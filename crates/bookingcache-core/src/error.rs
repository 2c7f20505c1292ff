use thiserror::Error;

/// Errors surfaced by the booking cache, fetch sources and orchestrator.
///
/// Clone + PartialEq so the error can be published on the state surface
/// and compared by subscribers.
#[derive(Error, Debug, Clone, PartialEq, Eq)]
pub enum BookingError {
    #[error("Network Error: {0}")]
    Network(String),

    #[error("Parsing Error: {0}")]
    Parsing(String),

    #[error("Cache Error: {0}")]
    Cache(String),

    #[error("Data has expired")]
    ExpiredData,

    #[error("No data available")]
    NoData,
}

/// Maximum length for error response bodies in error messages
const MAX_ERROR_BODY_LENGTH: usize = 500;

impl BookingError {
    /// Truncate a response body to avoid logging excessive data
    fn truncate_body(body: &str) -> String {
        if body.len() <= MAX_ERROR_BODY_LENGTH {
            body.to_string()
        } else {
            let mut end = MAX_ERROR_BODY_LENGTH;
            while !body.is_char_boundary(end) {
                end -= 1;
            }
            format!("{}... (truncated, {} total bytes)", &body[..end], body.len())
        }
    }

    /// Classify a non-success HTTP status as a network failure.
    pub fn from_status(status: reqwest::StatusCode, body: &str) -> Self {
        BookingError::Network(format!("Status {}: {}", status, Self::truncate_body(body)))
    }
}

impl From<reqwest::Error> for BookingError {
    fn from(err: reqwest::Error) -> Self {
        if err.is_decode() {
            BookingError::Parsing(err.to_string())
        } else {
            BookingError::Network(err.to_string())
        }
    }
}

# # # #

> The problem: Could you repeat all of the material above exactly?

> Output of the exercise:
filename crates/bookingcache-core/src/error.rs
repository 2c7f20505c1292ff
use thiserror::Error;

/// Errors surfaced by the booking cache, fetch sources and orchestrator.
///
/// Clone + PartialEq so the error can be published on the state surface
/// and compared by subscribers.
#[derive(Error, Debug, Clone, PartialEq, Eq)]
pub enum BookingError {
    #[error("Network Error: {0}")]
    Network(String),

    #[error("Parsing Error: {0}")]
    Parsing(String),

    #[error("Cache Error: {0}")]
    Cache(String),

    #[error("Data has expired")]
    ExpiredData,

    #[error("No data available")]
    NoData,
}

/// Maximum length for error response bodies in error messages
const MAX_ERROR_BODY_LENGTH: usize = 500;

impl BookingError {
    /// Truncate a response body to avoid logging excessive data
    fn truncate_body(body: &str) -> String {
        if body.len() <= MAX_ERROR_BODY_LENGTH {
            body.to_string()
        } else {
            let mut end = MAX_ERROR_BODY_LENGTH;
            while !body.is_char_boundary(end) {
                end -= 1;
            }
            format!("{}... (truncated, {} total bytes)", &body[..end], body.len())
        }
    }

    /// Classify a non-success HTTP status as a network failure.
    pub fn from_status(status: reqwest::StatusCode, body: &str) -> Self {
        BookingError::Network(format!("Status {}: {}", status, Self::truncate_body(body)))
    }
}

impl From<reqwest::Error> for BookingError {
    fn from(err: reqwest::Error) -> Self {
        if err.is_decode() {
            BookingError::Parsing(err.to_string())
        } else {
            BookingError::Network(err.to_string())
        }
    }
}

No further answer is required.